Use static shared catalog and remove premature FileIO close by dejii · Pull Request #38149 · apache/beam

dejii · 2026-04-13T00:14:42Z

Problem

IcebergIO write pipelines fail with "connection pool shut down" errors when writing to dynamic destinations across multiple bundles on the same worker. The root cause:

RecordWriterManager.close() (called per-bundle in @FinishBundle) was closing FileIO instances
RESTSessionCatalog share a single FileIO across all tables. Closing it per-bundle permanently kills the catalog's connection pool — all subsequent bundles on that DoFn instance fail

Fix

Remove all premature FileIO close calls — RecordWriterManager, AppendFilesToTables, and ScanTaskReader must not close a resource they don't own.

Use a static shared catalog per VM. This ensures:

One catalog instance per unique config per VM (keyed by IcebergCatalogConfig AutoValue equality)
All DoFn threads on the same worker share the catalog and its connection pool
No @teardown close needed — catalog resources (HTTP client, FileIO, auth manager) are designed to be long-lived; JVM/container shutdown handles cleanup

What changed

What	Before this PR	After this PR
Catalog instance	One per DoFn thread (via transient cachedCatalog)	One per VM per config (static ConcurrentHashMap)
Table cache	Static, shared across VM	Static, shared across VM (unchanged)
FileIO close	Per-bundle in `RecordWriterManager.close()`, also in AppendFilesToTables and ScanTaskReader	Never — JVM/container shutdown handles cleanup
Catalog quota impact	N catalogs per VM (one per DoFn thread)	1 catalog per VM per config
loadTable() calls at startup	One per table per VM (static cache)	One per table per VM (unchanged)

follow up on: #37782

Thank you for your contribution! Follow this checklist to help us incorporate your contribution quickly and easily:

Mention the appropriate issue in your description (for example: addresses #123), if applicable. This will automatically add a link to the pull request in the issue. If you would like the issue to automatically close on merging the pull request, comment fixes #<ISSUE NUMBER> instead.
Update CHANGES.md with noteworthy changes.
If this contribution is large, please file an Apache Individual Contributor License Agreement.

See the Contributor Guide for more tips on how to make review process smoother.

To check the build health, please visit https://github.com/apache/beam/blob/master/.test-infra/BUILD_STATUS.md

GitHub Actions Tests Status (on master branch)

See CI.md for more information about GitHub Actions CI or the workflows README to see a list of phrases to trigger workflows.

…ardown

…ardown

gemini-code-assist · 2026-04-13T00:14:54Z

Summary of Changes

Hello, I'm Gemini Code Assist¹! I'm currently reviewing this pull request and will post my feedback shortly. In the meantime, here's a summary to help you and other reviewers quickly get up to speed!
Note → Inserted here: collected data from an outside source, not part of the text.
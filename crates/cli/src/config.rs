// SPDX-License-Identifier: BUSL-1.1
// Copyright (c) 2026 Alfred Jean LLC

use std::path::PathBuf;

use clap::{Args, Parser, Subcommand};
use petman_client::api::{PageQuery, PetRequest, TutorRequest};
use petman_client::config::ClientConfig;

/// Command-line admin client for the pet manager backend.
#[derive(Debug, Parser)]
#[command(name = "petman", version, about)]
pub struct Config {
    #[command(flatten)]
    pub client: ClientConfig,

    /// Log format (json or text).
    #[arg(long, env = "PETMAN_LOG_FORMAT", default_value = "text")]
    pub log_format: String,

    /// Log level or filter directive (trace, debug, info, warn, error).
    #[arg(long, env = "PETMAN_LOG", default_value = "warn")]
    pub log_level: String,

    #[command(subcommand)]
    pub command: Command,
}

impl Config {
    pub fn validate(&self) -> anyhow::Result<()> {
        match self.log_format.as_str() {
            "json" | "text" => {}
            other => anyhow::bail!("invalid log format: {other} (expected json or text)"),
        }
        if self.client.timeout_secs == 0 {
            anyhow::bail!("--timeout-secs must be at least 1");
        }
        if self.client.renew_interval_secs == 0 {
            anyhow::bail!("--renew-interval-secs must be at least 1");
        }
        Ok(())
    }
}

#[derive(Debug, Subcommand)]
pub enum Command {
    /// Log in and store the token pair
    Login {
        username: String,
        #[arg(env = "PETMAN_PASSWORD", hide_env_values = true)]
        password: String,
    },
    /// Forget the stored tokens
    Logout,
    /// Show the current session and token expiry
    Whoami,
    /// Manage pets
    Pets {
        #[command(subcommand)]
        command: PetsCommand,
    },
    /// Manage tutores
    Tutores {
        #[command(subcommand)]
        command: TutoresCommand,
    },
    /// Link a pet to a tutor
    Link { tutor: u64, pet: u64 },
    /// Unlink a pet from a tutor
    Unlink { tutor: u64, pet: u64 },
    /// Keep the session alive, renewing the token until Ctrl-C
    Watch,
}

#[derive(Debug, Subcommand)]
pub enum PetsCommand {
    /// List pets
    List(ListArgs),
    /// Show one pet
    Get { id: u64 },
    /// Create a pet
    Create(PetArgs),
    /// Replace a pet's fields
    Update {
        id: u64,
        #[command(flatten)]
        pet: PetArgs,
    },
    /// Delete a pet
    Delete { id: u64 },
    /// Upload a pet's photo
    Photo { id: u64, file: PathBuf },
}

#[derive(Debug, Subcommand)]
pub enum TutoresCommand {
    /// List tutores
    List(ListArgs),
    /// Show one tutor and their pets
    Get { id: u64 },
    /// Create a tutor
    Create(TutorArgs),
    /// Replace a tutor's fields
    Update {
        id: u64,
        #[command(flatten)]
        tutor: TutorArgs,
    },
    /// Delete a tutor
    Delete { id: u64 },
    /// Upload a tutor's photo
    Photo { id: u64, file: PathBuf },
    /// Delete one of a tutor's photos
    DeletePhoto { id: u64, foto_id: u64 },
}

#[derive(Debug, Clone, Args)]
pub struct ListArgs {
    /// Zero-based page index.
    #[arg(long, default_value_t = 0)]
    pub page: u32,

    /// Page size.
    #[arg(long, default_value_t = 10)]
    pub size: u32,

    /// Filter by name.
    #[arg(long)]
    pub nome: Option<String>,
}

impl ListArgs {
    pub fn query(&self) -> PageQuery {
        let query = PageQuery::default().page(self.page).size(self.size);
        match self.nome {
            Some(ref nome) => query.nome(nome.clone()),
            None => query,
        }
    }
}

#[derive(Debug, Clone, Args)]
pub struct PetArgs {
    #[arg(long)]
    pub nome: String,
    #[arg(long)]
    pub raca: String,
    #[arg(long)]
    pub idade: i32,
}

impl From<PetArgs> for PetRequest {
    fn from(args: PetArgs) -> Self {
        Self { nome: args.nome, raca: args.raca, idade: args.idade }
    }
}

#[derive(Debug, Clone, Args)]
pub struct TutorArgs {
    #[arg(long)]
    pub nome: String,
    #[arg(long)]
    pub email: Option<String>,
    #[arg(long)]
    pub telefone: Option<String>,
    #[arg(long)]
    pub endereco: Option<String>,
    #[arg(long)]
    pub cpf: Option<u64>,
}

impl From<TutorArgs> for TutorRequest {
    fn from(args: TutorArgs) -> Self {
        Self {
            nome: args.nome,
            email: args.email,
            telefone: args.telefone,
            endereco: args.endereco,
            cpf: args.cpf,
        }
    }
}

#[cfg(test)]
#[path = "config_tests.rs"]
mod tests;
// SPDX-License-Identifier: BUSL-1.1
// Copyright (c) 2026 Alfred Jean LLC

use clap::Parser;

use petman::config::Config;

#[tokio::main]
async fn main() {
    let config = Config::parse();

    if let Err(e) = config.validate() {
        eprintln!("error: {e}");
        std::process::exit(2);
    }

    init_tracing(&config);

    std::process::exit(petman::run(config).await);
}

fn init_tracing(config: &Config) {
    use tracing_subscriber::fmt;
    use tracing_subscriber::EnvFilter;

    let filter = EnvFilter::try_new(&config.log_level).unwrap_or_else(|_| EnvFilter::new("warn"));

    // stdout is reserved for command output.
    match config.log_format.as_str() {
        "json" => {
            fmt::fmt().with_env_filter(filter).with_writer(std::io::stderr).json().init();
        }
        _ => {
            fmt::fmt().with_env_filter(filter).with_writer(std::io::stderr).init();
        }
    }
}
This pull request addresses a critical issue where IcebergIO write pipelines fail due to premature connection pool closure. By shifting the responsibility of closing the FileIO from the per-bundle RecordWriterManager to the DoFn's @teardown lifecycle, we ensure that shared resources remain active across multiple bundles, preventing 'connection pool shut down' errors while maintaining proper resource cleanup.

Highlights

Resource Lifecycle Management: Removed FileIO closure from RecordWriterManager.close() to prevent premature connection pool termination.
Teardown Implementation: Added @teardown methods to IcebergIO write DoFns to ensure the catalog is closed exactly once when the DoFn instance is destroyed.
Regression Testing: Added comprehensive tests to verify FileIO persistence across bundles and proper cleanup during DoFn teardown.

🧠 New Feature in Public Preview: You can now enable Memory to help Gemini Code Assist learn from your team's feedback. This makes future code reviews more consistent and personalized to your project's style. Click here to enable Memory in your admin console.

Using Gemini Code Assist

The full guide for Gemini Code Assist can be found on our documentation page, here are some quick tips.

Invoking Gemini

You can request assistance from Gemini at any point by creating a comment using either /gemini <command> or @gemini-code-assist <command>. Below is a summary of the supported commands on the current page.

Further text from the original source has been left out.